Incidentally, if you are researching for the the arkbuilding trade,
a cubit is 18 inches or 45.72 cm. 
curvature 
the degree by
which a nonlinear or surface curves. A straight line or plane has
zero curvature. The smaller a radius, the greater
the curvature. 
curvature
continuity 
two surfaces
that are curvature continuous (G2) have the same
value of curvature across their common boundary. A curve or surface
that has curvature continuity also has positional
and tangency continuity. 
cusp 
a cusp
is a sharp edge on a surface that may be a modelling defect and will
probably be difficult to mould or machine. Think of a cusp
as the tip of an ocean wave that is about to break. Strictly speaking,
the two surfaces that meet at the cusp should be
tangent (antitangent)
to each other. 
cutline 
this is used
mostly in automotive circles to refer to the line or gap around openable
parts of the bodywork such as the doors, bonnet, and boot. Also called
splitline 
datum 
a fixed reference
feature such as a plane, axis, or point 
deboss 
not a proper
word. Don't use this in public. Deboss is used as
the opposite of emboss. A deboss
is created when a surface is lowered locally in a predefined shape.
They are frequently associated with the creation of a logo or pattern
on the surface of plastic 
dog
leg 
an element of
a design that resembles the back leg of a dog. For example, the distinctive
line of a BMW "C"pillar. 
draft 
an american
spelling variation of draught 
draught 
the beveling
of a surface in a constant direction in order to make it mouldable.
Depending on the material, texture, and geometry, a minimum angle
will be required for all surfaces in order to injection mould or cast
the part. 
ellipse 
an ellipse
is a type of conic section which
resembles an oval. An ellipse can be defined by a
major and minor diameter. In CAD, a partial ellipse can usually be
constructed that is basically a quarter of an oval. Here, apart from
the beginning and end points, the ellipse is defined by start and
end angle vectors and a rho value. Rho varies between 0 and 1 where
0 would be a straight line and 1 is a sharp corner. A pure ellipse
has a rho value of 0.414 
emboss 
to raise the
surface locally in a predefined shape for decorative (logos, etc)
or functionally (bosses, etc) effect. Designers also tend to use "deboss"
for the opposite of emboss. 
engrave 
if you cut your
girlfriends name into the bark of a tree you are not only a sap and
a vandal, but also an engraver. Engravers
typically work in the jewellery field. An engraved
feature could also be described as a "debossed" feature. 
exercise 
same as "flex" 
extend 
an extension
of an edge of an existing surface that is at least tangent
or curvature continuous
is called an extend. 
extrusion 
if you take
any two dimensional shape and and translate this shape normal to the
plane of the sketch, you will have an extrusion.

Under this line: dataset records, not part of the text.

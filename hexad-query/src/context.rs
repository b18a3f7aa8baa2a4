//! Execution context for query operators
//!
//! Carries what every operator evaluation needs: the base index (for block
//! fetches and vocabulary lookups), the query's cancellation token, and the
//! row target for coalescing chunks.

use crate::error::{QueryError, Result};
use hexad_core::{CancellationToken, TripleIndex};
use std::sync::Arc;

/// Per-query execution state shared by all operators of one tree.
#[derive(Clone)]
pub struct ExecutionContext {
    index: Arc<dyn TripleIndex>,
    cancellation: CancellationToken,
    chunk_rows: usize,
}

impl ExecutionContext {
    /// Context over the given base index with a fresh cancellation token.
    pub fn new(index: Arc<dyn TripleIndex>) -> Self {
        Self {
            index,
            cancellation: CancellationToken::new(),
            chunk_rows: 1000,
        }
    }

    /// Use an externally owned cancellation token.
    pub fn with_cancellation(mut self, cancellation: CancellationToken) -> Self {
        self.cancellation = cancellation;
        self
    }

    /// Target row count when coalescing chunks.
    pub fn with_chunk_rows(mut self, chunk_rows: usize) -> Self {
        self.chunk_rows = chunk_rows.max(1);
        self
    }

    /// The base index.
    pub fn index(&self) -> &Arc<dyn TripleIndex> {
        &self.index
    }

    /// The query's cancellation token.
    pub fn cancellation(&self) -> &CancellationToken {
        &self.cancellation
    }

    /// Target row count when coalescing chunks.
    pub fn chunk_rows(&self) -> usize {
        self.chunk_rows
    }

    /// Fail with `Cancelled` if cancellation has been requested.
    pub fn check_cancelled(&self) -> Result<()> {
        if self.cancellation.is_cancelled() {
            Err(QueryError::Cancelled)
        } else {
            Ok(())
        }
    }
}
//! GROUP BY operator
//!
//! Consumes a child result sorted by the group-by columns and emits one row
//! per group: the group columns first (in planner order), then one column
//! per aggregate, sorted by output variable name.
//!
//! This is a **blocking** operator: the child stream is drained before any
//! output row exists. Group boundaries are found with a single scan over
//! the sorted input; each aggregate is then evaluated over the inclusive
//! row range `[block_start, block_end]` of its group.
//!
//! The boundary scan is monomorphized for key widths up to five columns
//! and falls back to a variable-width path above that. Both paths sit
//! behind one dispatch function and behave identically.

use crate::context::ExecutionContext;
use crate::error::{QueryError, Result};
use crate::operator::{BoxedOperation, Operation};
use crate::result::QueryResult;
use crate::variable::{ColumnIndexAndTypeInfo, Definedness, Variable, VariableToColumnMap};
use hexad_core::{Id, IdTable, LocalVocab, Vocabulary};
use rustc_hash::FxHashSet;
use std::cmp::Ordering;

/// The supported aggregate functions.
///
/// Options specific to one function travel inside its variant, like the
/// `GROUP_CONCAT` separator.
#[derive(Clone, Debug, PartialEq)]
pub enum AggregateKind {
    Count,
    Sum,
    Avg,
    Min,
    Max,
    GroupConcat { separator: String },
    Sample,
    First,
    Last,
}

impl AggregateKind {
    /// Parse an aggregate function name. `GROUP_CONCAT` starts out with the
    /// default single-space separator.
    pub fn parse(name: &str) -> Result<Self> {
        match name.to_ascii_uppercase().as_str() {
            "COUNT" => Ok(AggregateKind::Count),
            "SUM" => Ok(AggregateKind::Sum),
            "AVG" => Ok(AggregateKind::Avg),
            "MIN" => Ok(AggregateKind::Min),
            "MAX" => Ok(AggregateKind::Max),
            "GROUP_CONCAT" => Ok(AggregateKind::GroupConcat {
                separator: " ".to_string(),
            }),
            "SAMPLE" => Ok(AggregateKind::Sample),
            "FIRST" => Ok(AggregateKind::First),
            "LAST" => Ok(AggregateKind::Last),
            _ => Err(QueryError::UnknownAggregate(name.to_string())),
        }
    }

    fn label(&self) -> &'static str {
        match self {
            AggregateKind::Count => "COUNT",
            AggregateKind::Sum => "SUM",
            AggregateKind::Avg => "AVG",
            AggregateKind::Min => "MIN",
            AggregateKind::Max => "MAX",
            AggregateKind::GroupConcat { .. } => "GROUP_CONCAT",
            AggregateKind::Sample => "SAMPLE",
            AggregateKind::First => "FIRST",
            AggregateKind::Last => "LAST",
        }
    }
}

/// One aggregate of the query: function, DISTINCT flag, input and output
/// variable.
#[derive(Clone, Debug)]
pub struct AggregateAlias {
    pub kind: AggregateKind,
    pub distinct: bool,
    pub input: Variable,
    pub output: Variable,
}

impl AggregateAlias {
    pub fn new(kind: AggregateKind, distinct: bool, input: Variable, output: Variable) -> Self {
        Self {
            kind,
            distinct,
            input,
            output,
        }
    }
}

struct ResolvedAggregate {
    kind: AggregateKind,
    distinct: bool,
    input_column: usize,
}
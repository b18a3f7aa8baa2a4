//! Permutation scan with delta overlay
//!
//! `IndexScan` walks one permutation block by block and produces a lazy
//! result: the pending delta triples located in each block are merged
//! into its rows, consecutive merged blocks are coalesced into one chunk
//! until the context's row target is reached, and insertions located past
//! the last block are appended to the final chunk.
//!
//! The overlay is read through a snapshot taken under the read lock when
//! the scan starts, so a long-running consumer never blocks writers, and
//! the scan sees one consistent overlay state. The snapshot's epoch is
//! part of the cache key: any later mutation invalidates cached scans.

use crate::context::ExecutionContext;
use crate::error::{QueryError, Result};
use crate::operator::{sorted_variable_names, Operation};
use crate::result::QueryResult;
use crate::variable::{ColumnIndexAndTypeInfo, Variable, VariableToColumnMap};
use hexad_core::{Permutation, TripleIndex};
use hexad_delta::{DeltaSnapshot, SharedDeltaTriples};
use std::sync::Arc;

/// Full scan of one permutation, merging the delta overlay into each block.
pub struct IndexScan {
    index: Arc<dyn TripleIndex>,
    permutation: Permutation,
    deltas: Option<SharedDeltaTriples>,
    variables: VariableToColumnMap,
}

impl IndexScan {
    /// Scan `permutation` of `index`, binding the subject, predicate and
    /// object to the given variables. Output columns are in the
    /// permutation's key order.
    pub fn new(
        index: Arc<dyn TripleIndex>,
        permutation: Permutation,
        subject: Variable,
        predicate: Variable,
        object: Variable,
    ) -> Self {
        let mut variables = VariableToColumnMap::default();
        variables.insert(
            subject,
            ColumnIndexAndTypeInfo::always_defined(permutation.subject_column()),
        );
        variables.insert(
            predicate,
            ColumnIndexAndTypeInfo::always_defined(permutation.predicate_column()),
        );
        variables.insert(
            object,
            ColumnIndexAndTypeInfo::always_defined(permutation.object_column()),
        );
        Self {
            index,
            permutation,
            deltas: None,
            variables,
        }
    }

    /// Merge the given overlay into the scan.
    pub fn with_deltas(mut self, deltas: SharedDeltaTriples) -> Self {
        self.deltas = Some(deltas);
        self
    }

    fn take_snapshot(&self) -> DeltaSnapshot {
        match &self.deltas {
            Some(shared) => shared.read().snapshot_for(self.permutation),
            None => DeltaSnapshot::empty(self.permutation),
        }
    }
}

impl Operation for IndexScan {
    fn compute_result(&self, ctx: &ExecutionContext) -> Result<QueryResult> {
        let snapshot = self.take_snapshot();
        let local_vocab = snapshot.local_vocab().clone();
        let index = Arc::clone(&self.index);
        let permutation = self.permutation;
        let num_blocks = index.block_metadata(permutation).len();
        let cancellation = ctx.cancellation().clone();

        tracing::debug!(
            permutation = %permutation,
            num_blocks,
            delta_epoch = snapshot.epoch(),
            "index scan"
        );

        let target_rows = ctx.chunk_rows();
        let mut next_block = 0usize;
        let mut done = false;
        let producer = crate::chunks::producer_fn(move || {
            if done {
                return Ok(None);
            }
            let mut chunk: Option<hexad_core::IdTable> = None;
            loop {
                if cancellation.is_cancelled() {
                    done = true;
                    return Err(QueryError::Cancelled);
                }
                if next_block < num_blocks {
                    let base = index.block(permutation, next_block)?;
                    let merged = snapshot.merge_block(next_block, &base);
                    next_block += 1;
                    if merged.is_empty() {
                        // Every base row of the block was deleted.
                        continue;
                    }
                    match chunk.as_mut() {
                        None => chunk = Some(merged),
                        Some(accumulated) => accumulated.append(&merged),
                    }
                    // Coalesce further blocks until the row target.
                    if chunk.as_ref().is_some_and(|c| c.num_rows() >= target_rows) {
                        return Ok(chunk.take());
                    }
                    continue;
                }
                done = true;
                let trailing = snapshot.trailing_rows(num_blocks);
                if !trailing.is_empty() {
                    match chunk.as_mut() {
                        None => chunk = Some(trailing),
                        Some(accumulated) => accumulated.append(&trailing),
                    }
                }
                return Ok(chunk.take());
            }
        });

        Ok(QueryResult::lazy(producer, vec![0, 1, 2], local_vocab))
    }

    fn result_width(&self) -> usize {
        3
    }

    fn result_sorted_on(&self) -> Vec<usize> {
        vec![0, 1, 2]
    }

    fn variable_columns(&self) -> &VariableToColumnMap {
        &self.variables
    }

    fn size_estimate(&self) -> usize {
        let pending = self
            .deltas
            .as_ref()
            .map_or(0, |shared| shared.read().num_inserted());
        self.index.num_triples() + pending
    }

    fn cost_estimate(&self) -> usize {
        self.size_estimate()
    }

    fn as_string(&self, indent: usize) -> String {
        // The epoch makes cached scans invalid across overlay mutations.
        let epoch = self
            .deltas
            .as_ref()
            .map_or(0, |shared| shared.read().epoch());
        format!(
            "{}SCAN {} epoch={} [{}]",
            " ".repeat(indent),
            self.permutation.label(),
            epoch,
            sorted_variable_names(&self.variables).join(", "),
        )
    }
}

This is the most fundamental feature in CAD and is no different than
using a shape cut into a die to make a plastic or aluminium extrusion. 
fade 
a way of describing
a surface feature that is quite pronounced at one point and then fades
to a smaller or softer form or indeed disappears alltogether. 
fair,
faired, fairing 
a fairing
is the streamlined, fibreglass shell that makes a motorcycle faster
and more slippery to the wind. It is also the process by which spline
curves are smoothed out or "faired" to
make them softer. You are most likely to "fair"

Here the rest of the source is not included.